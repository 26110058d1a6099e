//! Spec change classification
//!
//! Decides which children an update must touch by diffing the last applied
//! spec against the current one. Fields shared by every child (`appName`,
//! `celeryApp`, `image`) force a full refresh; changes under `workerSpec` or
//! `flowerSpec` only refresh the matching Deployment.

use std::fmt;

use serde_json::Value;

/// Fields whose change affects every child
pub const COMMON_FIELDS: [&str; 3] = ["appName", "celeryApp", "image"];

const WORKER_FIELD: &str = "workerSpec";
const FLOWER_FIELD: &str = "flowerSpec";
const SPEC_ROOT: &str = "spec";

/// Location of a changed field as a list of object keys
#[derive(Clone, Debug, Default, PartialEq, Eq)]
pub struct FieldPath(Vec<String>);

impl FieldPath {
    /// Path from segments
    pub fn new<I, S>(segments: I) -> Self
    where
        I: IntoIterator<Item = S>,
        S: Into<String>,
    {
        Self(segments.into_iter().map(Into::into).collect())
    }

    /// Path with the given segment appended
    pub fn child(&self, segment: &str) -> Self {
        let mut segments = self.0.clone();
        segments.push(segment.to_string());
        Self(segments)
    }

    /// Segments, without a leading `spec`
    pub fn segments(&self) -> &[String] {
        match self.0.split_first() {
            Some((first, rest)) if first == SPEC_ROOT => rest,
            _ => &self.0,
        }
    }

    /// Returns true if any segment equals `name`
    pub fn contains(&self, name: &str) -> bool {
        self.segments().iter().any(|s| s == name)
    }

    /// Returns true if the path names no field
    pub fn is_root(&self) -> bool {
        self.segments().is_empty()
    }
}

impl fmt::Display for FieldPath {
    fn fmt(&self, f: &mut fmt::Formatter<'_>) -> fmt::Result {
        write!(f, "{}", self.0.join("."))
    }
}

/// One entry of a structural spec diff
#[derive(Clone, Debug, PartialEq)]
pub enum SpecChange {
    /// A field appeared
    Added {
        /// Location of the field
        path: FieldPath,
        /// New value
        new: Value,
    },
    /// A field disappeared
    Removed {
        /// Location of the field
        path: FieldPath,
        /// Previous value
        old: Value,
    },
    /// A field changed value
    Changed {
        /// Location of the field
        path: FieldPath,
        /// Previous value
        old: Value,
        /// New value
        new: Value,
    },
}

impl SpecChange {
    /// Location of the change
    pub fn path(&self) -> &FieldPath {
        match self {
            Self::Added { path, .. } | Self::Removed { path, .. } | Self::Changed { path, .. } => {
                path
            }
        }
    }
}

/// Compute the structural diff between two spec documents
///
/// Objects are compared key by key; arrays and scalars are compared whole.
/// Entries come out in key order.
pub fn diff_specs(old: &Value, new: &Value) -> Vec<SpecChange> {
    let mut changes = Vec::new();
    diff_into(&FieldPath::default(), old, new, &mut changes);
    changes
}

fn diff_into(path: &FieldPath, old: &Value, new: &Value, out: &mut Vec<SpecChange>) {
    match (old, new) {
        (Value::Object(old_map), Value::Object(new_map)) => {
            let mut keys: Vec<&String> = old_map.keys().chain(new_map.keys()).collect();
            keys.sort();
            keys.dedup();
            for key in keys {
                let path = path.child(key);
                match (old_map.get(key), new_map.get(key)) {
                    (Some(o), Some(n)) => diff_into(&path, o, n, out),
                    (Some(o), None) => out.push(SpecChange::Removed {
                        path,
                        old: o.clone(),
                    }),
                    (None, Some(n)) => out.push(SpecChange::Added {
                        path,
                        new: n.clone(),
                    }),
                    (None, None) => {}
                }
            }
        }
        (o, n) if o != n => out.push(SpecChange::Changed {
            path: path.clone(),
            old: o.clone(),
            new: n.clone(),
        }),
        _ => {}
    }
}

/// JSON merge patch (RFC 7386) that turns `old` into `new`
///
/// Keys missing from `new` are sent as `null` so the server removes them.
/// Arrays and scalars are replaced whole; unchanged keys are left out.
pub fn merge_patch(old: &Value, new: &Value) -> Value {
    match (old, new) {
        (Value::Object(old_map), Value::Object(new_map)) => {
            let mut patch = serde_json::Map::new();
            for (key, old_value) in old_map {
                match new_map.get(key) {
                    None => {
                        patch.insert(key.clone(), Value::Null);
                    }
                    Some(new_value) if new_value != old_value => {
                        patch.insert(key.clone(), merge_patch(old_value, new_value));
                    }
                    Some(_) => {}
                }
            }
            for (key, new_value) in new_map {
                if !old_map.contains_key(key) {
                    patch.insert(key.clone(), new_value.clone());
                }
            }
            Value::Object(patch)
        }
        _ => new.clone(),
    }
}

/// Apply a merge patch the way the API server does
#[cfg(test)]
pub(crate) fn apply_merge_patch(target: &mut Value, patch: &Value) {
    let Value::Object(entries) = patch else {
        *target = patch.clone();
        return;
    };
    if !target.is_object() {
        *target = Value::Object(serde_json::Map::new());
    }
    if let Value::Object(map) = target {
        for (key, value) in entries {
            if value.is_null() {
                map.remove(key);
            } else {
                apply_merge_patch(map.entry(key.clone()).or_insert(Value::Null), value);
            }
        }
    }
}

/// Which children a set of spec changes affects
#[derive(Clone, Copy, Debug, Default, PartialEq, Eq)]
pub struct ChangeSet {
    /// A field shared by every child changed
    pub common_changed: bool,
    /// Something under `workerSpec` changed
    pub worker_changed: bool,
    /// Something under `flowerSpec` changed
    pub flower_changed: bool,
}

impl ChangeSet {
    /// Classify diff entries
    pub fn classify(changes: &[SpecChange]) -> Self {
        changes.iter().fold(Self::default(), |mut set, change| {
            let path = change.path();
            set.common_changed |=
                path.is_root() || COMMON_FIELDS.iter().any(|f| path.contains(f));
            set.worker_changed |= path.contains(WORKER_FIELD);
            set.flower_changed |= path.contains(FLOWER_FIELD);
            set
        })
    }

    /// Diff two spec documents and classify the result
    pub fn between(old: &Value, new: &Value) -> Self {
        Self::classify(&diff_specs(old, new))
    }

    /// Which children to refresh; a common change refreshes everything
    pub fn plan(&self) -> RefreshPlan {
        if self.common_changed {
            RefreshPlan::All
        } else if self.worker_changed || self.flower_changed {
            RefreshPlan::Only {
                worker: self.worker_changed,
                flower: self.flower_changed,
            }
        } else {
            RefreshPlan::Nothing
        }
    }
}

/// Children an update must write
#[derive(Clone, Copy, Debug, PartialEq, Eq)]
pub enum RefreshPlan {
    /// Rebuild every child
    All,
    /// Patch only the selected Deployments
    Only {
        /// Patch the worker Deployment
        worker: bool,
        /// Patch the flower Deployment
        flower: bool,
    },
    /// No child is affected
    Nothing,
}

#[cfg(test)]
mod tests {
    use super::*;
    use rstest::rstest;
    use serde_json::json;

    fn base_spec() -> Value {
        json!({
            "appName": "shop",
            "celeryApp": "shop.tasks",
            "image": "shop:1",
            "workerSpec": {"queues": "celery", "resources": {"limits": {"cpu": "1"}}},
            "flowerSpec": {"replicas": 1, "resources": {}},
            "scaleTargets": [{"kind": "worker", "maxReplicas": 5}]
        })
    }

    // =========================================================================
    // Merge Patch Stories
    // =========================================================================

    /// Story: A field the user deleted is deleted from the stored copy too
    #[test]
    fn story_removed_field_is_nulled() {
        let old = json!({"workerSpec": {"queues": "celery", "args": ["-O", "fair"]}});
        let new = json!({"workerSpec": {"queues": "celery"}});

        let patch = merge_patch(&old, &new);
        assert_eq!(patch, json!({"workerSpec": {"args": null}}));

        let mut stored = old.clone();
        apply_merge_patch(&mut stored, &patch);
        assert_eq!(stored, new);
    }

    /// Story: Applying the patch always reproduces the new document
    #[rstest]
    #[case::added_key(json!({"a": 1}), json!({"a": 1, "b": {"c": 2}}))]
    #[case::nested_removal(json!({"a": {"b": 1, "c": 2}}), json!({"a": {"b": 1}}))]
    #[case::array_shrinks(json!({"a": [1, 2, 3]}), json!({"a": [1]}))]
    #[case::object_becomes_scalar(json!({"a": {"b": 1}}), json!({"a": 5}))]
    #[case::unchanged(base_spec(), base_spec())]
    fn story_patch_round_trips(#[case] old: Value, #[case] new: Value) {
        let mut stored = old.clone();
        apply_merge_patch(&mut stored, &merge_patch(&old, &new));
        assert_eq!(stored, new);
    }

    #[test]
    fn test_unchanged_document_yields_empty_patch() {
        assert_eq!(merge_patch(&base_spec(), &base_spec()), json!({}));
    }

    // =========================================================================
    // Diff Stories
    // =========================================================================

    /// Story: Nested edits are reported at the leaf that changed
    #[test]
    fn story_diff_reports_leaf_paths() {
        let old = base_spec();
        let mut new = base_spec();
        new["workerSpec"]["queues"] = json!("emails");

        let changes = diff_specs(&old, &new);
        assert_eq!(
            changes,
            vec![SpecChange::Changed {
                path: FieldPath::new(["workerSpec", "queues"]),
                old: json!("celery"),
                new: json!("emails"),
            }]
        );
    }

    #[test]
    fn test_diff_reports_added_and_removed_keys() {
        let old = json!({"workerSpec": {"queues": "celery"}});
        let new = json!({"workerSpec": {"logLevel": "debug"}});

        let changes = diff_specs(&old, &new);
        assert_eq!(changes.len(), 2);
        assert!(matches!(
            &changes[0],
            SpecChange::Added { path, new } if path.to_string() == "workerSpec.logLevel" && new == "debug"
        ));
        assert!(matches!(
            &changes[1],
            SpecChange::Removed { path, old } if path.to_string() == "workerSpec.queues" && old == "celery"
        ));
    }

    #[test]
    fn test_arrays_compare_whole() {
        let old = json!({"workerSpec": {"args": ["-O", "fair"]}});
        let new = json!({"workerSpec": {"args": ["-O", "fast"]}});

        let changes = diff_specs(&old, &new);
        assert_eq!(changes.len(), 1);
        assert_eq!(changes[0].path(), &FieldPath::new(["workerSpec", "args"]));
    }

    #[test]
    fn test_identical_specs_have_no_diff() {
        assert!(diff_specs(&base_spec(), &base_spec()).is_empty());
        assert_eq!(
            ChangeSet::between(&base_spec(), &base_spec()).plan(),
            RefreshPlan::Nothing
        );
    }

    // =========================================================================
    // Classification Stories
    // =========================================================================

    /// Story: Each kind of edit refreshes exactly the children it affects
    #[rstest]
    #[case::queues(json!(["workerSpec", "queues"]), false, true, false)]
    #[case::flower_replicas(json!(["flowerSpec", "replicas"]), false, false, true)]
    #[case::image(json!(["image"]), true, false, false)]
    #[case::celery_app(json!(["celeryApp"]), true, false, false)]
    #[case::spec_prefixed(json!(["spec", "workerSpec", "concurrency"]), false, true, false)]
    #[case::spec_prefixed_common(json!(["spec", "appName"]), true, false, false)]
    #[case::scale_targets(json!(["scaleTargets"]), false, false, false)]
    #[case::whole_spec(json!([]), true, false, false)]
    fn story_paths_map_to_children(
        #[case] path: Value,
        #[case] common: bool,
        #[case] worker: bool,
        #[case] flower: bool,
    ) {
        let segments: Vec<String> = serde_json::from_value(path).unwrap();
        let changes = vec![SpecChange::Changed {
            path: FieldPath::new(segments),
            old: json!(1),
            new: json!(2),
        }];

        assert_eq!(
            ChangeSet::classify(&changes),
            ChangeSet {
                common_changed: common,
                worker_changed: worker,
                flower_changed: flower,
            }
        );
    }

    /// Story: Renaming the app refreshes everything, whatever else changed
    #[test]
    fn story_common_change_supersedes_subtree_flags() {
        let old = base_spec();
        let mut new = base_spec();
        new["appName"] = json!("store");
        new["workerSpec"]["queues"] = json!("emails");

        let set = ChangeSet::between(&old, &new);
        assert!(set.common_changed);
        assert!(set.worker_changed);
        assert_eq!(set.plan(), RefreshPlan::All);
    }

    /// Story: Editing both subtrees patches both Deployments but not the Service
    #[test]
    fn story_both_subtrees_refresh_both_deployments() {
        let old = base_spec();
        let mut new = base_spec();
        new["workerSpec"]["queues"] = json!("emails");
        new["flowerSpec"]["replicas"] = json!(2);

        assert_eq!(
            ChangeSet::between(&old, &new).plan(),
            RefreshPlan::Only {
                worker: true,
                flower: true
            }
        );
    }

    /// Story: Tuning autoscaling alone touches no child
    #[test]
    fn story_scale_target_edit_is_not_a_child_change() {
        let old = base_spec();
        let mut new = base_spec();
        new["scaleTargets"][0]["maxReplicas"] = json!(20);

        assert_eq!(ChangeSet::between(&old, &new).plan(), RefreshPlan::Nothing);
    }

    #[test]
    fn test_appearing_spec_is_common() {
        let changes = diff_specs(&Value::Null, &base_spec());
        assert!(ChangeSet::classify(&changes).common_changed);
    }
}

##########

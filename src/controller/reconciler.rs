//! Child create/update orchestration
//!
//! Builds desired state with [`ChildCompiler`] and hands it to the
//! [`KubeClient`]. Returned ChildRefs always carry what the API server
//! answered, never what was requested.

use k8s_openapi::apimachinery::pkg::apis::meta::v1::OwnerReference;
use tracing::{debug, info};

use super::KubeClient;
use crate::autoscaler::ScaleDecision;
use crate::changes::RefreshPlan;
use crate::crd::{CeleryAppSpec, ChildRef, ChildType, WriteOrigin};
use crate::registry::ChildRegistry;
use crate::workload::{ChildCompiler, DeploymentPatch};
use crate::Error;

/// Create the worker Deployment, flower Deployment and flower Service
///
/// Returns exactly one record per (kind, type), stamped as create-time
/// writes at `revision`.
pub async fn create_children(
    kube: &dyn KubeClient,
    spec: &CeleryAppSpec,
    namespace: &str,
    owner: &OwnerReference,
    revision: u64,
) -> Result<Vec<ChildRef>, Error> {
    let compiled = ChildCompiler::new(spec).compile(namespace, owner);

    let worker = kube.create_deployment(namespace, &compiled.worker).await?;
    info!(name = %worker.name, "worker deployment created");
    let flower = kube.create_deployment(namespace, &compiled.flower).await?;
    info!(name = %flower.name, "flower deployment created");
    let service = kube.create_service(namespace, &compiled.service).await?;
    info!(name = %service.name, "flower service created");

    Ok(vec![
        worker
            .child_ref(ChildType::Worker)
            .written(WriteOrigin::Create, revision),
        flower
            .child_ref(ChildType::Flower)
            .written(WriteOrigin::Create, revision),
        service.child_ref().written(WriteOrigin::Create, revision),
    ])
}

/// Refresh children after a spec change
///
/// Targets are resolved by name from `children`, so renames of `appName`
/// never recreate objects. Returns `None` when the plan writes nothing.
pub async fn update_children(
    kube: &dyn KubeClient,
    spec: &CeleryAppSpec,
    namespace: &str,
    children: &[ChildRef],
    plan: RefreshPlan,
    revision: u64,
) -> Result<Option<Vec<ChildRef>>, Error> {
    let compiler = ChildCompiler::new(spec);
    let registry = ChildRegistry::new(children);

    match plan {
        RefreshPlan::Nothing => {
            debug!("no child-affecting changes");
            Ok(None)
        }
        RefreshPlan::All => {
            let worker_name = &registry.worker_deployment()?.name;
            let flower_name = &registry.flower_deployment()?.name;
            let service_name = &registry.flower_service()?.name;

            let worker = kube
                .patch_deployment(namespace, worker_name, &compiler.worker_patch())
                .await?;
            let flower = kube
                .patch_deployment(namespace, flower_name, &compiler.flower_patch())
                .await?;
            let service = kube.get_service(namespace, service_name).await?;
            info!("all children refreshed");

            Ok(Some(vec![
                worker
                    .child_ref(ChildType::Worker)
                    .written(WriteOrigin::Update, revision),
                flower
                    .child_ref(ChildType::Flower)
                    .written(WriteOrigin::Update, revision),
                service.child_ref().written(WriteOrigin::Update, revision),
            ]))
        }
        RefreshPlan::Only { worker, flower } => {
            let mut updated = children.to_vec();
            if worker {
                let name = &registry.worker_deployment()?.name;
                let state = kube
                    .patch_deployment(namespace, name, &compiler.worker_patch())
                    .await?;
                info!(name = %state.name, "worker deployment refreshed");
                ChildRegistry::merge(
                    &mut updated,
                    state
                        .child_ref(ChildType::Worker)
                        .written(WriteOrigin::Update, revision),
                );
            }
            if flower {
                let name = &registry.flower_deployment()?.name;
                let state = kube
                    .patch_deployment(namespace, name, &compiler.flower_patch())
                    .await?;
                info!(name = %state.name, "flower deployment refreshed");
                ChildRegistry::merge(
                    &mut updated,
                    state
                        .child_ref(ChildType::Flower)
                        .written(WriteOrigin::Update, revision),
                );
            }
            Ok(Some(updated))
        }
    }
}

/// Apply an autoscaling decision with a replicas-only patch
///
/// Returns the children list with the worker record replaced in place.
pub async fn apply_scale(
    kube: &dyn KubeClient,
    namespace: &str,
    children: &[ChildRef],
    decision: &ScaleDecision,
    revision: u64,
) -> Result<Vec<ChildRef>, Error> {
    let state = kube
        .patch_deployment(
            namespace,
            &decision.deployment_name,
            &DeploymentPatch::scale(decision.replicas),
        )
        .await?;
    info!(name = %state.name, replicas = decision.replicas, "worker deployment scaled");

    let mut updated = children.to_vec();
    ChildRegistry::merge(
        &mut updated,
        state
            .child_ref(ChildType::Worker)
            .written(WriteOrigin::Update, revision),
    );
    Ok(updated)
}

##########

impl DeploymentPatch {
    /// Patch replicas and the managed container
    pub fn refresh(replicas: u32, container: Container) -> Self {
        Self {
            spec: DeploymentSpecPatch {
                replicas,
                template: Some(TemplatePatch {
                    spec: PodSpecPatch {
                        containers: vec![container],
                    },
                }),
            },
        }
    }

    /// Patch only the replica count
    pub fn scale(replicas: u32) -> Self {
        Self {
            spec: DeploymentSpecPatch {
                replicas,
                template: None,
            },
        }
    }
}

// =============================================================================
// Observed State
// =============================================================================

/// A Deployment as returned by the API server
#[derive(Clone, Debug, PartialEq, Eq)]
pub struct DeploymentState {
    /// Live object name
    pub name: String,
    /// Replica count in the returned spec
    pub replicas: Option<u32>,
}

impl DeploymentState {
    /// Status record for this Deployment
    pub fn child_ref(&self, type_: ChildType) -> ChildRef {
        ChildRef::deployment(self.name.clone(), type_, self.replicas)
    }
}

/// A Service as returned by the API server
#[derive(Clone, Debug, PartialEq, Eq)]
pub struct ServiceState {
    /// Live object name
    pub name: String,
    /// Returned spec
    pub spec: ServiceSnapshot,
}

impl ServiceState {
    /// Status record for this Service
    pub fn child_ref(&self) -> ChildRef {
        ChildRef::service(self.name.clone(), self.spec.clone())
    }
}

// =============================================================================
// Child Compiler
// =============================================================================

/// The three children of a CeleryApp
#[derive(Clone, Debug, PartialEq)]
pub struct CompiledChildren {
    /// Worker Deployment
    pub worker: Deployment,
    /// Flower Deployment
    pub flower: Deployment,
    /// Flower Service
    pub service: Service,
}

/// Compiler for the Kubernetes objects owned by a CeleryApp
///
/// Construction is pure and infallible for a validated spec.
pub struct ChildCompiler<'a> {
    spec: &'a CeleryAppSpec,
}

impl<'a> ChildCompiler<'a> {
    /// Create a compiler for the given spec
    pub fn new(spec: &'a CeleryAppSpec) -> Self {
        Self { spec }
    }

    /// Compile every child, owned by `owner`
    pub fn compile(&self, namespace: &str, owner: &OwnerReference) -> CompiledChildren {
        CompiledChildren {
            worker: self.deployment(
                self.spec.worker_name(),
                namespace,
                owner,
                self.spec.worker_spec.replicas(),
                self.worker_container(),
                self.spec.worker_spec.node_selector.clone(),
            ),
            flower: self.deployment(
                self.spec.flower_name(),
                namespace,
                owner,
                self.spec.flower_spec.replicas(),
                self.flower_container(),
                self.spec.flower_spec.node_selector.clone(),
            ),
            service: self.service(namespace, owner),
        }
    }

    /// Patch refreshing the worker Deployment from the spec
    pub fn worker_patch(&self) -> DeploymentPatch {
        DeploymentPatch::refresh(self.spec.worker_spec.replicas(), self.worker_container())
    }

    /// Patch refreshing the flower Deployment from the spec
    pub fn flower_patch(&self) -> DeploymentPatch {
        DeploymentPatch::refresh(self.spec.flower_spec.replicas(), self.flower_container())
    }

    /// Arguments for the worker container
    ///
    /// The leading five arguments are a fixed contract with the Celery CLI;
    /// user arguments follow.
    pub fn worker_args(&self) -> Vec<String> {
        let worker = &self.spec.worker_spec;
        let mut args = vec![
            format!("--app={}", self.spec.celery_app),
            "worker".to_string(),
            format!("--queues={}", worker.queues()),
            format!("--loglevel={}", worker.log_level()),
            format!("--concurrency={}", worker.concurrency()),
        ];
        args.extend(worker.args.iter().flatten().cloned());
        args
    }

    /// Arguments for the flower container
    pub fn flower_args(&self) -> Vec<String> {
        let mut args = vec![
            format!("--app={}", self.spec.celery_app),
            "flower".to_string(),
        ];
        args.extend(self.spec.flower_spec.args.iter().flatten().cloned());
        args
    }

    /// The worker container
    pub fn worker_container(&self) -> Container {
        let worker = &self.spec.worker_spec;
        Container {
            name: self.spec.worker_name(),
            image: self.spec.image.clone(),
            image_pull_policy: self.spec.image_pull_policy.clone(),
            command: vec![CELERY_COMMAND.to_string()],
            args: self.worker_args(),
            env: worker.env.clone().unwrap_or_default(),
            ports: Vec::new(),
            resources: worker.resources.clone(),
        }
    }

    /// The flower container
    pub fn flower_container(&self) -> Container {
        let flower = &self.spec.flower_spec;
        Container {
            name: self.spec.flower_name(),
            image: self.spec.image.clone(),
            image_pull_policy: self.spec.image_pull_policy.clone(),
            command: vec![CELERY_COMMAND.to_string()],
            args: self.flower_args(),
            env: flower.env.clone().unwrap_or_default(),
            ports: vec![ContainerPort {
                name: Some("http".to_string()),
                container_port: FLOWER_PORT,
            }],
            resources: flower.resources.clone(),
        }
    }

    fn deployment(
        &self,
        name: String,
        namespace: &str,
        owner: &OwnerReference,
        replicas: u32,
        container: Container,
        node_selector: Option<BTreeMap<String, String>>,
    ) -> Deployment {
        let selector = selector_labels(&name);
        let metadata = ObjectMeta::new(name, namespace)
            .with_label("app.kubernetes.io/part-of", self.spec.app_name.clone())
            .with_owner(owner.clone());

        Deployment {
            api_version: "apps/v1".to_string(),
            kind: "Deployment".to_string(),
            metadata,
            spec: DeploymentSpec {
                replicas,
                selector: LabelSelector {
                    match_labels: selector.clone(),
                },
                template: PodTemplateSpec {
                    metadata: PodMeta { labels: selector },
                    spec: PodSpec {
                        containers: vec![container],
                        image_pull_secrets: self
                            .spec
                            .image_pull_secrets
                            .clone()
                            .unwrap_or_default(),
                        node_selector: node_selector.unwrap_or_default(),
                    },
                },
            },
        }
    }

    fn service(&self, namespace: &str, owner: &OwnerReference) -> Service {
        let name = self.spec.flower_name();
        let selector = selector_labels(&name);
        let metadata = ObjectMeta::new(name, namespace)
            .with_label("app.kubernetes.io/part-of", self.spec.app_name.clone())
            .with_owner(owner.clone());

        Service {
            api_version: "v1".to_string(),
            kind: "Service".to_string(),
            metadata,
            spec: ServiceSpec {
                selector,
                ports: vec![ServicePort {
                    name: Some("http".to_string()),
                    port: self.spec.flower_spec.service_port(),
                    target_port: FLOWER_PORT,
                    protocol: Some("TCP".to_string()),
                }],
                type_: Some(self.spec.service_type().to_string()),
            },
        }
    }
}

##########

AIM OF THE EXERCISE |
Looking at the listing above, count each line that contains the word "CompiledChildren" and write the number with nothing else.

SOLUTION BELOW |
3